Author | China Miéville |
---|---|
Cover artist | Les Edwards (using his Edward Miller pseudonym) |
Language | English |
Genre | Fantasy |
Publisher | PS Publishing |
Publication date | October 2002 |
Publication place | United Kingdom |
Media type | Print (hardcover) |
Pages | 92 |
ISBN | 1-902880-64-1 |
OCLC | 58401127 |
The Tain is a fantasy novella by British author China Miéville.
It was first published by PS Publishing in 2002, accompanied by an introduction by M. John Harrison. It has since been featured in the 2004 anthology Cities, edited by Peter Crowther, as well as Miéville's 2005 short story collection Looking for Jake.
The story follows Sholl, a man living in London soon after a convulsive onslaught by unearthly beings. Through introspective monologues on both sides of the fight, the reader learns of the history of the attacking imagos and "vampires", and the reasons behind the invasion.
Infinity Plus describes it as "a story which uses the tropes of the fantastic to address the real world's injustices", and compares it to the work of Lucius Shepard."[1]
Bookotron reviewed it:
With Mieville, the prose, as always, is the thing. He can turn a gorgeous phrase and send it skipping across the lexicons of the literary landscape like a mirror shard hurled at a mirror. He can conjure effortlessly, slip from the simple into the surreal with a weightless word or two. Mieville successfully avoids the trap that genre fiction sets for its best practitioners. He steps past the snare of genre-for-genre's-sake and easily writes what feels like simple fiction. Paradoxically, it's not at all simple, and the strangeness within unfolds in the reader's brain like the flavor of a fine wine exploding on the tongue.[2]
Aaron Hughes reviewed the book for Fantastic Reviews:
Miéville credits Jorge Luis Borges for the concept of the imagos, but he handles the idea and its metaphoric implications absolutely brilliantly.
First, Miéville infuses the concept with his own unique brand of weird imagery, such as swarms of floating lips once caught in a compact mirror puckering for their lipstick and disembodied hands hooking thumbs together and fluttering like vultures over London and the eerily non-reflective Thames River. Miéville also elaborates cleverly on Borges' original idea, telling us for example that advance scouts from the tain have been among us for centuries, giving rise to the legend of vampires, since naturally they have no reflection.

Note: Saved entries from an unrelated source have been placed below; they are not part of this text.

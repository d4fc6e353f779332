use std::time::Duration;

use assert_float_eq::assert_float_absolute_eq;
use async_trait::async_trait;
use tokio_util::sync::CancellationToken;

use weekly_meal_planner_rs::cli::parse_adjustment;
use weekly_meal_planner_rs::models::{
    GroceryItem, MealPlan, PreferencesDraft, SubmittedPreferences, Weekday,
};
use weekly_meal_planner_rs::planner::{
    request_plan, sample_grocery_list, sample_meal_plan, MealPlanGenerator, SimulatedGenerator,
};
use weekly_meal_planner_rs::state::{
    AcceptanceTracker, DraftUpdate, GroceryQuantityLedger, MealPlanStore, MultiValueField,
};
use weekly_meal_planner_rs::PlannerError;

struct FailingGenerator;

#[async_trait]
impl MealPlanGenerator for FailingGenerator {
    async fn generate(&self, _preferences: &SubmittedPreferences) -> Result<MealPlan, PlannerError> {
        Err(PlannerError::GenerationFailed("no recipes available".to_string()))
    }
}

fn submitted() -> SubmittedPreferences {
    let mut draft = PreferencesDraft::new();
    draft.set_field(DraftUpdate::Goal("Eat Healthier".to_string()));
    draft
        .toggle_multi_value(MultiValueField::CuisinePreferences, "Italian")
        .unwrap();
    draft.submit()
}

#[tokio::test]
async fn test_simulated_generator_returns_plan() {
    let generator = SimulatedGenerator::new(sample_meal_plan(), Duration::from_millis(10));
    let cancel = CancellationToken::new();

    let plan = request_plan(&generator, &submitted(), Duration::from_secs(5), &cancel)
        .await
        .unwrap();

    assert_eq!(plan, sample_meal_plan());
}

#[tokio::test]
async fn test_generation_failure_is_reported() {
    let cancel = CancellationToken::new();
    let result = request_plan(&FailingGenerator, &submitted(), Duration::from_secs(5), &cancel).await;

    assert!(matches!(result, Err(PlannerError::GenerationFailed(_))));
}

#[tokio::test]
async fn test_generation_times_out() {
    let generator = SimulatedGenerator::new(sample_meal_plan(), Duration::from_secs(10));
    let cancel = CancellationToken::new();

    let result = request_plan(&generator, &submitted(), Duration::from_millis(20), &cancel).await;

    assert!(matches!(result, Err(PlannerError::GenerationTimedOut(20))));
}

#[tokio::test]
async fn test_cancelled_generation_yields_no_plan() {
    let generator = SimulatedGenerator::new(sample_meal_plan(), Duration::from_secs(10));
    let cancel = CancellationToken::new();

    let trigger = cancel.clone();
    tokio::spawn(async move {
        tokio::time::sleep(Duration::from_millis(20)).await;
        trigger.cancel();
    });

    let result = request_plan(&generator, &submitted(), Duration::from_secs(30), &cancel).await;
    assert!(matches!(result, Err(PlannerError::GenerationCancelled)));
}

#[tokio::test]
async fn test_already_cancelled_request_never_completes() {
    let generator = SimulatedGenerator::new(sample_meal_plan(), Duration::ZERO);
    let cancel = CancellationToken::new();
    cancel.cancel();

    let result = request_plan(&generator, &submitted(), Duration::from_secs(5), &cancel).await;
    assert!(matches!(result, Err(PlannerError::GenerationCancelled)));
}

#[test]
fn test_accept_all_covers_exactly_the_plan() {
    let store = MealPlanStore::new(sample_meal_plan());
    let mut tracker = AcceptanceTracker::new();
    tracker.accept_all(store.plan());

    for id in store.plan().recipe_ids() {
        assert!(tracker.is_accepted(id), "{} should be accepted", id);
    }
    assert!(!tracker.is_accepted("r-not-in-plan"));

    tracker.reset();
    for id in store.plan().recipe_ids() {
        assert!(!tracker.is_accepted(id));
    }
}

#[test]
fn test_weekly_totals_derived_from_plan() {
    let store = MealPlanStore::new(sample_meal_plan());
    let totals = store.totals();

    let calories: f64 = store
        .plan()
        .all_meals()
        .map(|(_, meal)| meal.recipe.nutrition.calories)
        .sum();
    let protein: f64 = store
        .plan()
        .all_meals()
        .map(|(_, meal)| meal.recipe.nutrition.protein)
        .sum();

    assert_float_absolute_eq!(totals.total().calories, calories, 1e-6);
    assert_float_absolute_eq!(totals.total().protein, protein, 1e-6);
    assert_float_absolute_eq!(totals.daily_average().calories, calories / 7.0, 1e-6);

    let per_day_sum: f64 = totals.per_day().iter().map(|(_, n)| n.calories).sum();
    assert_float_absolute_eq!(per_day_sum, calories, 1e-6);
}

#[test]
fn test_filtered_totals_follow_filtered_plan() {
    let store = MealPlanStore::new(sample_meal_plan());
    let monday = store.filtered(
        "Monday".parse().unwrap(),
        "All".parse().unwrap(),
    );

    let totals = monday.totals();
    assert_eq!(totals.per_day().len(), 1);
    assert_eq!(totals.per_day()[0].0, Weekday::Monday);
    assert_float_absolute_eq!(totals.total().calories, 350.0 + 520.0 + 610.0, 1e-6);
}

#[test]
fn test_grocery_quantities_floor_at_zero() {
    let mut ledger = GroceryQuantityLedger::new(vec![GroceryItem::new(
        "1", "Eggs", "Dairy", 3, "dozen", &[],
    )]);

    assert_eq!(ledger.adjust_quantity("1", -1000), Some(0));
    assert_eq!(ledger.get("1").unwrap().quantity, 0);
}

#[test]
fn test_command_line_adjustments_saturate() {
    let mut ledger = GroceryQuantityLedger::new(vec![GroceryItem::new(
        "1", "Eggs", "Dairy", 1, "dozen", &[],
    )]);

    let (id, delta) = parse_adjustment("1=9223372036854775807").unwrap();
    assert_eq!(ledger.adjust_quantity(&id, delta), Some(u32::MAX));

    let (id, delta) = parse_adjustment("1=-9223372036854775808").unwrap();
    assert_eq!(ledger.adjust_quantity(&id, delta), Some(0));
}

#[test]
fn test_unknown_grocery_item_leaves_ledger_unchanged() {
    let mut ledger = GroceryQuantityLedger::new(sample_grocery_list());
    let before = ledger.items().to_vec();

    assert_eq!(ledger.adjust_quantity("no-such-item", 1), None);
    assert_eq!(ledger.items(), before.as_slice());
}

#[test]
fn test_draft_reset_restores_adults() {
    let mut draft = PreferencesDraft::new();
    assert_eq!(draft.adults(), 2);
    assert_eq!(draft.kids(), 0);

    draft.set_field_str("adults", "4").unwrap();
    assert_eq!(draft.adults(), 4);

    draft.reset();
    assert_eq!(draft.adults(), 2);
}

#[test]
fn test_toggling_vegan_twice_restores_set() {
    let mut draft = PreferencesDraft::new();
    let original = draft.dietary_restrictions().clone();

    draft
        .toggle_multi_value(MultiValueField::DietaryRestrictions, "Vegan")
        .unwrap();
    assert!(draft.dietary_restrictions().contains("Vegan"));

    draft
        .toggle_multi_value(MultiValueField::DietaryRestrictions, "Vegan")
        .unwrap();
    assert_eq!(draft.dietary_restrictions(), &original);
}
mod acceptance;
mod draft;
mod ledger;
mod persistence;
mod plan_store;

pub use acceptance::{AcceptanceTracker, RecipeView};
pub use draft::{DraftUpdate, MultiValueField};
pub use ledger::GroceryQuantityLedger;
pub use persistence::{export_order_sheet, load_grocery_list, load_meal_plan};
pub use plan_store::{MealPlanStore, ReplacementRequest};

Even more impressively, Miéville actually gets you to give a damn about it all. The idea of the world being attacked by the beings on the other side of the mirror is pretty cool, but also pretty goofy. It has no business in a story any more serious than a Lewis Carroll satire. But somehow China Miéville is able to pull it into a serious, moody, sometimes frightening drama and compel the reader to care about it, and he seems to do it with about as much ease as the rest of us compel the person in the mirror to mimic us.[3]